There was a time when arguing whether the earth began when God said let there be light or when Tiamat was sliced in twain was just an intellectual distraction.
but once we started actually launching shit off the planet,
it mattered that we got questions like,
what is the universe made of correct?
And look, this is a very limited justification for atheist activism, obviously.
The real answers lie in the bigotry and the misogyny
and the undermining of pluralism and the overtaking of government
and the sexual abuse of children and the weaponization of ignorance and all that shit.
But when you justify your opposition to Christianity by pointing to its bigotries,
a person can dismiss you as easily as they can conjure you.
up a non-bigoted Christian that they know or could know, right? They just have to imagine a version
of the religion that doesn't carry that baggage. And they could say that your problem was actually
with the bigotry, not with the religion. But at its heart, the problem with the religious
worldview is that it's wrong. It stands in direct defiance of what we know to be true. And there
is no way to do that harmlessly. They're talking about your Jesus.

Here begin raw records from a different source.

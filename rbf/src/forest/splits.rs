/*
* Licensed to Elasticsearch B.V. under one or more contributor
* license agreements. See the NOTICE file distributed with
* this work for additional information regarding copyright
* ownership. Elasticsearch B.V. licenses this file to you under
* the Apache License, Version 2.0 (the "License"); you may
* not use this file except in compliance with the License.
* You may obtain a copy of the License at
*
*  http://www.apache.org/licenses/LICENSE-2.0
*
* Unless required by applicable law or agreed to in writing,
* software distributed under the License is distributed on an
* "AS IS" BASIS, WITHOUT WARRANTIES OR CONDITIONS OF ANY
* KIND, either express or implied.  See the License for the
* specific language governing permissions and limitations
* under the License.
*/

//! The split machinery one node-build step runs on: per-feature histograms, the
//! median-seeking scan, the two candidate scorers, and the in-place partition.
//!
//! Feature values live in [0, 255], so instead of passing a column of millions of values
//! around we pass its 256-bucket frequency histogram. Everything downstream (split value,
//! balance, moment) is a scan over those buckets.

use crate::forest::tree::RowIndex;
use featurize::FeatureMatrix;

/// Largest value a feature byte can take.
pub(crate) const MAX_FEATURE_VALUE: usize = 255;

// The moment scorer only trusts splits landing between these percentiles.
const MIN_SPLIT_RATIO: f32 = 0.2;
const MAX_SPLIT_RATIO: f32 = 0.8;

/// Value-frequency histogram of one feature over a row-index view.
pub(crate) struct FeatureHistogram {
    /// How often each byte value occurs.
    pub counts: [u32; MAX_FEATURE_VALUE + 1],
    /// Sum of the feature value over all rows in the view, i.e. the weighted sum over
    /// `counts`. Carried along so the scorers never re-sweep the value axis.
    pub weighted_total: u64,
}

/// Builds the histogram for `feature` over the rows referenced by `view`, in one pass.
pub(crate) fn feature_frequencies(
    matrix: &FeatureMatrix,
    view: &[RowIndex],
    feature: usize,
) -> FeatureHistogram {
    let mut counts = [0u32; MAX_FEATURE_VALUE + 1];
    let mut weighted_total = 0u64;
    for &row in view {
        let value = matrix.value(row as usize, feature);
        counts[value as usize] += 1;
        weighted_total += value as u64;
    }
    FeatureHistogram {
        counts,
        weighted_total,
    }
}

/// What one median-seeking scan of a histogram yields.
#[derive(Debug, Clone, Copy, PartialEq)]
pub(crate) struct SplitScan {
    /// The smallest value v with more than half the rows at or below it.
    pub split_value: u8,
    /// How many rows are at or below `split_value`.
    pub left_count: u32,
    /// Total absolute deviation about `split_value + 0.5`, for the moment scorer.
    pub total_moment: f32,
}

/// Scans the histogram to the median and computes the split value, the left-side count,
/// and the total moment about the split.
///
/// The moment falls out of the same scan: with `realPos = pos + 0.5`, the total absolute
/// deviation about realPos is
///   `weighted_total - realPos * count + 2 * (realPos * left_count - left_zero_moment)`
/// where `left_zero_moment` is the running moment of the left side about zero. So one
/// accumulation over the buckets up to the median is all we ever need.
///
/// When the scan runs clean past every value (all rows at or below the stopping bucket),
/// the split would put the whole view in the left child. If anything lies below the top
/// bucket the split backs off by one, so the top bucket becomes the right child and the
/// node still makes progress; a view holding one single value is genuinely unsplittable
/// and keeps the one-sided split.
///
/// Requires a non-empty view (the node builder never splits fewer than one row).
pub(crate) fn scan_for_split(hist: &FeatureHistogram, total: u32) -> SplitScan {
    debug_assert!(total > 0);
    let fifty_percentile = total / 2;
    let mut pos: usize = 0;
    let mut left_count = hist.counts[0];
    let mut left_zero_moment = 0u64;
    while left_count <= fifty_percentile {
        pos += 1;
        let bucket = hist.counts[pos];
        left_count += bucket;
        left_zero_moment += bucket as u64 * pos as u64;
    }
    if left_count == total {
        let top = hist.counts[pos];
        if top < total {
            left_count -= top;
            left_zero_moment -= top as u64 * pos as u64;
            pos -= 1;
        }
    }
    let real_pos = pos as f32 + 0.5;
    let total_moment = hist.weighted_total as f32 - real_pos * total as f32
        + 2.0 * (real_pos * left_count as f32 - left_zero_moment as f32);
    SplitScan {
        split_value: pos as u8,
        left_count,
        total_moment,
    }
}

/// Index of the candidate whose split is closest to the median. Ties go to the earlier
/// sample position.
pub(crate) fn best_median_split(scans: &[SplitScan], total: u32) -> usize {
    let mut best = 0;
    let mut best_diff = i64::MAX;
    for (i, scan) in scans.iter().enumerate() {
        let diff = (2 * scan.left_count as i64 - total as i64).abs();
        if diff < best_diff {
            best = i;
            best_diff = diff;
        }
    }
    best
}

/// Index of the candidate with the greatest total moment, considering only candidates
/// whose split lands strictly between the 20th and 80th percentiles; when none does, all
/// candidates compete. Ties go to the earlier sample position.
pub(crate) fn best_moment_split(scans: &[SplitScan], total: u32) -> usize {
    let mut best_good: Option<(usize, f32)> = None;
    let mut best_any: (usize, f32) = (0, f32::NEG_INFINITY);
    for (i, scan) in scans.iter().enumerate() {
        let split_frac = scan.left_count as f32 / total as f32;
        if scan.total_moment > best_any.1 {
            best_any = (i, scan.total_moment);
        }
        if split_frac > MIN_SPLIT_RATIO && split_frac < MAX_SPLIT_RATIO {
            match best_good {
                Some((_, moment)) if moment >= scan.total_moment => {}
                _ => best_good = Some((i, scan.total_moment)),
            }
        }
    }
    best_good.map(|(i, _)| i).unwrap_or(best_any.0)
}

/// Quicksort-style partition of `view` on whether `feature` is at or below `split_value`.
///
/// Returns the offset s into the view such that every row in `view[..s]` satisfies the
/// predicate and every row in `view[s..]` doesn't. Row order within each side is whatever
/// the swaps left behind. `s == 0` iff no row satisfies the predicate, `s == view.len()`
/// iff all do.
pub(crate) fn partition(
    matrix: &FeatureMatrix,
    view: &mut [RowIndex],
    feature: usize,
    split_value: u8,
) -> usize {
    let mut i = 0;
    let mut j = view.len();
    loop {
        while i < j && matrix.value(view[i] as usize, feature) <= split_value {
            i += 1;
        }
        while i < j && matrix.value(view[j - 1] as usize, feature) > split_value {
            j -= 1;
        }
        if i >= j {
            return i;
        }
        view.swap(i, j - 1);
        i += 1;
        j -= 1;
    }
}

#[cfg(test)]
mod tests {
    use super::*;

    fn hist_from(buckets: &[u32]) -> FeatureHistogram {
        let mut counts = [0u32; MAX_FEATURE_VALUE + 1];
        counts[..buckets.len()].copy_from_slice(buckets);
        let weighted_total = buckets
            .iter()
            .enumerate()
            .map(|(value, &count)| value as u64 * count as u64)
            .sum();
        FeatureHistogram {
            counts,
            weighted_total,
        }
    }

    fn matrix_of_column(values: &[u8]) -> FeatureMatrix {
        FeatureMatrix::new(values.to_vec(), 1).unwrap()
    }

    #[test]
    fn frequencies_count_and_weigh_in_one_pass() {
        let matrix = matrix_of_column(&[0, 0, 5, 5, 5, 5, 7, 7, 7, 7]);
        let view: Vec<u32> = (0..10).collect();
        let hist = feature_frequencies(&matrix, &view, 0);
        assert_eq!(&hist.counts[..8], &[2, 0, 0, 0, 0, 4, 0, 4]);
        assert!(hist.counts[8..].iter().all(|&c| c == 0));
        assert_eq!(hist.weighted_total, 48);
    }

    #[test]
    fn scan_stops_just_past_the_median() {
        let checks: &[(&[u32], f32, u8, u32)] = &[
            (&[10, 5, 4, 0, 0, 11, 12, 13], 122.5, 5, 30),
            (&[10, 0, 0, 0, 0], 5.0, 0, 10),
            (&[1, 1, 1, 1, 1], 6.5, 2, 3),
        ];
        for &(buckets, moment, split_value, left_count) in checks {
            let hist = hist_from(buckets);
            let total = buckets.iter().sum();
            let scan = scan_for_split(&hist, total);
            println!("{:?} -> {:?}", buckets, scan);
            assert_eq!(scan.split_value, split_value);
            assert_eq!(scan.left_count, left_count);
            assert_eq!(scan.total_moment, moment);
        }
    }

    #[test]
    fn one_sided_scan_backs_off_the_top_bucket() {
        // two clusters, all mass at or below the scan's stopping bucket
        let mut buckets = vec![0u32; 11];
        buckets[0] = 1;
        buckets[10] = 1;
        let hist = hist_from(&buckets);
        let scan = scan_for_split(&hist, 2);
        assert_eq!(scan.split_value, 9);
        assert_eq!(scan.left_count, 1);

        // a single repeated value has nothing to back off to
        let hist = hist_from(&[0, 0, 0, 4]);
        let scan = scan_for_split(&hist, 4);
        assert_eq!(scan.split_value, 3);
        assert_eq!(scan.left_count, 4);
    }

    #[test]
    fn median_scorer_prefers_the_balanced_feature() {
        let scans = [
            scan_for_split(&hist_from(&[1, 1, 1, 1, 1]), 5),
            scan_for_split(&hist_from(&[5, 0, 0, 0, 0]), 5),
        ];
        let best = best_median_split(&scans, 5);
        assert_eq!(best, 0);
        assert_eq!(scans[best].split_value, 2);
    }

    #[test]
    fn moment_scorer_prefers_the_spread_out_feature() {
        let scans = [
            scan_for_split(&hist_from(&[1, 1, 1, 1, 1]), 5),
            scan_for_split(&hist_from(&[5, 0, 0, 0, 0]), 5),
        ];
        // feature 1's split lands at the 100th percentile, outside the good band
        let best = best_moment_split(&scans, 5);
        assert_eq!(best, 0);
        assert_eq!(scans[best].split_value, 2);
    }

    #[test]
    fn moment_scorer_falls_back_when_no_split_is_in_band() {
        let scans = [
            scan_for_split(&hist_from(&[5, 0, 0, 0, 0]), 5),
            scan_for_split(&hist_from(&[0, 5, 0, 0, 0]), 5),
        ];
        let best = best_moment_split(&scans, 5);
        // both splits are degenerate; highest moment wins
        assert_eq!(best, scans
            .iter()
            .enumerate()
            .max_by(|a, b| a.1.total_moment.partial_cmp(&b.1.total_moment).unwrap())
            .unwrap()
            .0);
    }

    #[test]
    fn partition_splits_a_reversed_column() {
        let matrix = matrix_of_column(&[15, 14, 13, 12, 11, 10]);
        let mut view: Vec<u32> = (0..6).collect();
        let s = partition(&matrix, &mut view, 0, 12);
        assert_eq!(s, 3);
        assert_eq!(view, vec![5, 4, 3, 2, 1, 0]);
    }

    #[test]
    fn partition_splits_a_shuffled_column() {
        let matrix = matrix_of_column(&[11, 10, 14, 12, 15, 13]);
        let mut view: Vec<u32> = (0..6).collect();
        let s = partition(&matrix, &mut view, 0, 12);
        assert_eq!(s, 3);
        assert_eq!(view, vec![0, 1, 3, 2, 4, 5]);
        for (offset, &row) in view.iter().enumerate() {
            let value = matrix.value(row as usize, 0);
            if offset < s {
                assert!(value <= 12);
            } else {
                assert!(value > 12);
            }
        }
    }

    #[test]
    fn partition_handles_the_endpoints() {
        let matrix = matrix_of_column(&[11, 10, 14, 12, 15, 13]);

        // split below everything: nothing moves, s == 0
        let mut view: Vec<u32> = (0..6).collect();
        assert_eq!(partition(&matrix, &mut view, 0, 2), 0);
        assert_eq!(view, vec![0, 1, 2, 3, 4, 5]);

        // split above everything: nothing moves, s == len
        let mut view: Vec<u32> = (0..6).collect();
        assert_eq!(partition(&matrix, &mut view, 0, 200), 6);
        assert_eq!(view, vec![0, 1, 2, 3, 4, 5]);

        // nothing to split
        let mut view: Vec<u32> = vec![];
        assert_eq!(partition(&matrix, &mut view, 0, 10), 0);
    }
}
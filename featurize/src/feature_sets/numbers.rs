/*
* Licensed to Elasticsearch B.V. under one or more contributor
* license agreements. See the NOTICE file distributed with
* this work for additional information regarding copyright
* ownership. Elasticsearch B.V. licenses this file to you under
* the Apache License, Version 2.0 (the "License"); you may
* not use this file except in compliance with the License.
* You may obtain a copy of the License at
*
*  http://www.apache.org/licenses/LICENSE-2.0
*
* Unless required by applicable law or agreed to in writing,
* software distributed under the License is distributed on an
* "AS IS" BASIS, WITHOUT WARRANTIES OR CONDITIONS OF ANY
* KIND, either express or implied.  See the License for the
* specific language governing permissions and limitations
* under the License.
*/

//! Numeric features: the first and last standalone numbers in the raw string, mod 256.
//!
//! These scan the raw input, not the normalized form, so they can tell "456" apart from
//! "1st": a digit run glued to a trailing letter is an ordinal or a unit, not a number.
//! Each feature writes its single byte `count` times over, a poor man's weighting that
//! lets a one-byte signal survive random feature sampling next to a 1369-wide set.

/// Default replication for the first-number feature.
pub const FIRST_NUMBER_DEFAULT_COUNT: u8 = 20;

/// Default replication for the last-number feature.
pub const LAST_NUMBER_DEFAULT_COUNT: u8 = 10;

/// The first standalone number in the string, replicated `count` times.
#[derive(Debug, Clone, Copy, PartialEq)]
pub struct FirstNumber {
    /// How many copies of the byte this feature emits.
    pub count: u8,
}

impl Default for FirstNumber {
    fn default() -> FirstNumber {
        FirstNumber {
            count: FIRST_NUMBER_DEFAULT_COUNT,
        }
    }
}

impl FirstNumber {
    pub(crate) fn size(&self) -> usize {
        self.count as usize
    }

    pub(crate) fn write_into(&self, input: &str, features: &mut [u8]) {
        let num = first_number(input);
        for slot in features.iter_mut() {
            *slot = num;
        }
    }
}

/// The last standalone number in the string, replicated `count` times.
#[derive(Debug, Clone, Copy, PartialEq)]
pub struct LastNumber {
    /// How many copies of the byte this feature emits.
    pub count: u8,
}

impl Default for LastNumber {
    fn default() -> LastNumber {
        LastNumber {
            count: LAST_NUMBER_DEFAULT_COUNT,
        }
    }
}

impl LastNumber {
    pub(crate) fn size(&self) -> usize {
        self.count as usize
    }

    pub(crate) fn write_into(&self, input: &str, features: &mut [u8]) {
        let num = last_number(input);
        for slot in features.iter_mut() {
            *slot = num;
        }
    }
}

/// First number in the string, mod 256. Done by hand instead of with a regex; this sits
/// on the batch featurization hot path.
pub fn first_number(input: &str) -> u8 {
    let mut num: u64 = 0;
    let mut in_num = false;
    for ch in input.chars() {
        if ch.is_ascii_digit() {
            let digit = ch as u64 - '0' as u64;
            if in_num {
                num = num.wrapping_mul(10).wrapping_add(digit);
            } else {
                num = digit;
                in_num = true;
            }
        } else if in_num {
            if ch.is_ascii_lowercase() {
                // not an actual number, more like "1st" or "3a"
                num = 0;
                in_num = false;
            } else {
                return (num % 256) as u8;
            }
        }
    }
    (num % 256) as u8
}

/// Last number in the string, mod 256. Scans from the right; a digit run whose right
/// neighbor is a letter is skipped for the same reason as in [`first_number`].
pub fn last_number(input: &str) -> u8 {
    let mut last_ch = b'-';
    let mut num: u64 = 0;
    let mut pow10: u64 = 0;
    for &ch in input.as_bytes().iter().rev() {
        if ch.is_ascii_digit() {
            let digit = (ch - b'0') as u64;
            if pow10 > 0 {
                num = digit.wrapping_mul(pow10).wrapping_add(num);
                pow10 = pow10.wrapping_mul(10);
            } else if !last_ch.is_ascii_lowercase() {
                num = digit;
                pow10 = 10;
            }
        } else if pow10 > 0 {
            return (num % 256) as u8;
        } else {
            last_ch = ch;
        }
    }
    (num % 256) as u8
}
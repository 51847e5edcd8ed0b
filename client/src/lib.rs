//! Client-side convenience layer for the analytics engine.
//!
//! The engine does all numerical work behind one unary RPC. This crate
//! assembles the request messages, names the operation, ships the bytes and
//! unpacks the typed reply, surfacing engine failures as [`DqError`].

pub mod analytics;
pub mod client;
pub mod cmanalytics;
pub mod cranalytics;
pub mod data;
pub mod datetime;
pub mod error;
pub mod fianalytics;
pub mod fxanalytics;
pub mod irmarket;
pub mod market;
pub mod settings;
pub mod transport;

pub use client::AnalyticsClient;
pub use error::{DqError, Result};
pub use settings::EngineSettings;
pub use transport::{Engine, GrpcEngine};
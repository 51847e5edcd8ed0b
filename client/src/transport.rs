// Transport seam between the request builders and the analytics engine.
use std::time::Duration;

use dqproto::api::analytics_api_client::AnalyticsApiClient;
use dqproto::api::TaskRequest;
use tonic::transport::{Channel, Endpoint};

use crate::error::Result;
use crate::settings::EngineSettings;

/// The engine boundary: every operation is a named request carrying an
/// encoded payload, answered by an encoded payload. Implementations other
/// than gRPC exist only in tests.
#[tonic::async_trait]
pub trait Engine: Send + Sync {
    async fn process(&self, name: &str, payload: Vec<u8>) -> Result<Vec<u8>>;
}

#[derive(Debug, Clone)]
pub struct GrpcEngine {
    inner: AnalyticsApiClient<Channel>,
}

impl GrpcEngine {
    pub async fn connect(settings: &EngineSettings) -> Result<Self> {
        let endpoint = Endpoint::from_shared(settings.endpoint.clone())?
            .connect_timeout(Duration::from_millis(settings.connect_timeout_ms))
            .timeout(Duration::from_millis(settings.request_timeout_ms));
        tracing::info!(endpoint = %settings.endpoint, "connecting to analytics engine");
        let channel = endpoint.connect().await?;
        Ok(GrpcEngine {
            inner: AnalyticsApiClient::new(channel),
        })
    }
}

#[tonic::async_trait]
impl Engine for GrpcEngine {
    async fn process(&self, name: &str, payload: Vec<u8>) -> Result<Vec<u8>> {
        // The generated stub needs &mut self; cloning a channel-backed client
        // is cheap and keeps this trait usable behind a shared reference.
        let mut client = self.inner.clone();
        let request = TaskRequest {
            name: name.to_string(),
            payload,
        };
        let response = client.process(request).await?;
        Ok(response.into_inner().payload)
    }
}
#[derive(Clone, PartialEq, ::prost::Message)]
pub struct BuildIrVanillaInstrumentOutput {
    #[prost(bool, tag = "1")]
    pub success: bool,
    #[prost(string, tag = "2")]
    pub err_msg: String,
    #[prost(message, optional, tag = "3")]
    pub instrument: Option<InterestRateInstrument>,
}

#[cfg(test)]
mod tests {
    use super::*;
    use prost::Message;

    fn fixed_leg_definition() -> InterestRateLegDefinition {
        InterestRateLegDefinition {
            leg_type: LegType::FixedLeg as i32,
            currency: "CNY".into(),
            day_count_convention: crate::datetime::DayCountConvention::Act365Fixed as i32,
            reference_index: String::new(),
            payment_discount_method: PaymentDiscountMethod::NoDiscount as i32,
            rate_calc_method: RateCalcMethod::Standard as i32,
            notional_exchange: NotionalExchange::InvalidNotionalExchange as i32,
            const_notional: true,
            maturity_day_convention: 0,
            advance_payment: false,
            schedules: Some(LegScheduleDefinitions {
                accrual: Some(ScheduleDefinition {
                    reference: ScheduleReference::Standalone as i32,
                    relative_position: 0,
                    calendars: vec!["CAL_CFETS".into()],
                    frequency: crate::datetime::Frequency::Quarterly as i32,
                    business_day_convention:
                        crate::datetime::BusinessDayConvention::ModifiedFollowing as i32,
                    stub_policy: crate::datetime::StubPolicy::Initial as i32,
                    broken_period_type: crate::datetime::BrokenPeriodType::Long as i32,
                    offset: None,
                    date_generation_mode: 0,
                }),
                payment: Some(ScheduleDefinition {
                    reference: ScheduleReference::RelativeToAccrual as i32,
                    relative_position: RelativeSchedulePosition::PeriodEnd as i32,
                    calendars: vec!["CAL_CFETS".into()],
                    frequency: crate::datetime::Frequency::Quarterly as i32,
                    business_day_convention:
                        crate::datetime::BusinessDayConvention::ModifiedFollowing as i32,
                    stub_policy: crate::datetime::StubPolicy::Final as i32,
                    broken_period_type: crate::datetime::BrokenPeriodType::Short as i32,
                    offset: Some(Period {
                        length: 0,
                        units: crate::datetime::TimeUnit::Days as i32,
                    }),
                    date_generation_mode: crate::datetime::DateGenerationMode::InArrears as i32,
                }),
                fixing: Some(ScheduleDefinition {
                    reference: ScheduleReference::RelativeToAccrual as i32,
                    relative_position: RelativeSchedulePosition::PeriodEnd as i32,
                    calendars: Vec::new(),
                    frequency: 0,
                    business_day_convention: 0,
                    stub_policy: 0,
                    broken_period_type: crate::datetime::BrokenPeriodType::Short as i32,
                    offset: Some(Period {
                        length: 0,
                        units: crate::datetime::TimeUnit::Days as i32,
                    }),
                    date_generation_mode: crate::datetime::DateGenerationMode::InArrears as i32,
                }),
            }),
        }
    }

    #[test]
    fn leg_definition_wire_bytes_are_stable() {
        // Engine-recorded bytes for a quarterly CNY fixed leg.
        let expected: &[u8] = b"\x08\x01\x12\x03CNY\x18\x02(\x010\x018\x01@\x01jD\n\x15\x08\x01\x1a\tCAL_CFETS \x04(\x020\x018\x02\x12\x1d\x08\x03\x10\x01\x1a\tCAL_CFETS \x04(\x020\x028\x01B\x02\x10\x01H\x02\x1a\x0c\x08\x03\x10\x018\x01B\x02\x10\x01H\x02";
        assert_eq!(fixed_leg_definition().encode_to_vec(), expected);
    }

    #[test]
    fn swap_template_carries_both_legs() {
        let template = IrInstrumentTemplate {
            instrument_type: crate::market::InstrumentType::IrVanillaSwap as i32,
            name: "CNY_SHIBOR_3M".into(),
            start_delay: Some(Period {
                length: 1,
                units: crate::datetime::TimeUnit::Days as i32,
            }),
            leg_definitions: vec![fixed_leg_definition(), fixed_leg_definition()],
            start_convention: crate::datetime::InstrumentStartConvention::SpotStart as i32,
        };
        let decoded = IrInstrumentTemplate::decode(template.encode_to_vec().as_slice()).unwrap();
        assert_eq!(decoded.leg_definitions.len(), 2);
        assert_eq!(decoded, template);
    }

    #[test]
    fn built_deposit_decodes_from_engine_bytes() {
        // Engine-recorded BUILD_DEPO reply body: a paid CNY 3m deposit at
        // 30.5% on 3,000,000 notional, maturing 2022-06-27.
        let recorded: &[u8] = b"\x0a\x07\x0a\x00\x10\x01\x18\xe9\x07\x12\xb7\x01\x0a\x9b\x01\x12[\x08\x01\x12\x03CNY\x18\x01(\x010\x018\x01@\x01H\x05jF\x0a\x16\x08\x01\x1a\x09CAL_CFETS \xe7\x07(\x020\x018\x02\x12\x1e\x08\x03\x10\x01\x1a\x09CAL_CFETS \xe7\x07(\x020\x028\x01B\x02\x10\x01H\x02\x1a\x0c\x08\x03\x10\x018\x01B\x02\x10\x01H\x02\x1a<\x0a:\x0a\x07\x08\xe6\x0f\x10\x06\x18\x1b\x12&\x0a$\x0a\x07\x08\xe6\x0f\x10\x03\x18\x19\x12\x07\x08\xe6\x0f\x10\x03\x18\x19\x1a\x07\x08\xe6\x0f\x10\x06\x18\x1b)\x00\x00\x00\x00\x00\x00\xf0?\x19\x00\x00\x00\x00`\xe3F\xc1\x11\x85\xebQ\xb8\x1e\x85\xd3?\x1a\x0e\x0a\x03CNY\x11\x00\x00\x00\x00`\xe3F\xc1";
        let instrument = InterestRateInstrument::decode(recorded).unwrap();

        let info = instrument.info.unwrap();
        assert_eq!(info.instrument_type, crate::market::InstrumentType::Deposit as i32);
        assert_eq!(info.leg_count, 1);

        assert_eq!(instrument.legs.len(), 1);
        let leg = &instrument.legs[0];
        assert_eq!(leg.rate, 0.305);
        let notional = leg.notional.as_ref().unwrap();
        assert_eq!(notional.currency, "CNY");
        assert_eq!(notional.amount, -3_000_000.0);

        let rate_leg = leg.interest_rate_leg.as_ref().unwrap();
        assert_eq!(rate_leg.pay_receive, PayReceiveFlag::Pay as i32);
        let flows = &rate_leg.cash_flow_schedule.as_ref().unwrap().cash_flows;
        assert_eq!(flows.len(), 1);
        assert_eq!(flows[0].payment_date, Some(Date { year: 2022, month: 6, day: 27 }));
        assert_eq!(flows[0].amount, -3_000_000.0);
        let period = flows[0].interest.as_ref().unwrap().period.as_ref().unwrap();
        assert_eq!(period.accrual_start_date, Some(Date { year: 2022, month: 3, day: 25 }));
        assert_eq!(period.accrual_end_date, Some(Date { year: 2022, month: 6, day: 27 }));
        assert_eq!(period.notional_factor, 1.0);
    }

    #[test]
    fn build_depo_input_round_trips() {
        let input = BuildDepoInput {
            pay_receive: PayReceiveFlag::Receive as i32,
            rate: 0.02,
            start_date: Some(Date { year: 2022, month: 3, day: 9 }),
            maturity_date: Some(Date { year: 2022, month: 6, day: 9 }),
            template: Some(IrInstrumentTemplate {
                instrument_type: crate::market::InstrumentType::Deposit as i32,
                name: "CNY_CASH".into(),
                start_delay: Some(Period {
                    length: 1,
                    units: crate::datetime::TimeUnit::Days as i32,
                }),
                leg_definitions: vec![fixed_leg_definition()],
                start_convention: crate::datetime::InstrumentStartConvention::SpotStart as i32,
            }),
            nominal: 1_000_000.0,
        };
        let decoded = BuildDepoInput::decode(input.encode_to_vec().as_slice()).unwrap();
        assert_eq!(decoded, input);
    }
}
//! Bindings for the `dqproto` protobuf package — the wire contract of the
//! external derivatives analytics engine.
//!
//! The engine owns the `.proto` files (copies live under `proto/`); this
//! crate commits the corresponding prost types so that consumers build
//! without `protoc` and so that the encoded bytes stay reviewable. Field
//! numbers and types must never change here without a matching change on
//! the engine side: requests and responses are compared byte-for-byte in
//! the regression tests.
//!
//! Module layout mirrors the contract files: one Rust module per `.proto`
//! file, all inside the single `dqproto` wire package.

pub mod analytics;
pub mod api;
pub mod cm;
pub mod credit;
pub mod datetime;
pub mod fi;
pub mod fx;
pub mod irmarket;
pub mod market;
pub mod numerics;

We bring you a special news bulletin.
Joining me for headlines tonight are the fucking
married to my kill Heath Enright and the Eli
Bostic fellas. Are you ready to
provide me with an alibi?
Fucking. That's the alibi?
Oh, you like it. I like it.
Yeah, and I was with Heath
covering up that murder
we did. Now, you're terrible at this man.
We're all fucking and we
didn't do a murder. There you go.
Way better. Official. That person was fucked
after we killed them. We didn't do a
murder at 732 people.
I'm still confused.
In our lead story tonight, possibly the most underreported story in America in 2026 is the absolutely
genocidal policy the Trump administration is pursuing in Cuba.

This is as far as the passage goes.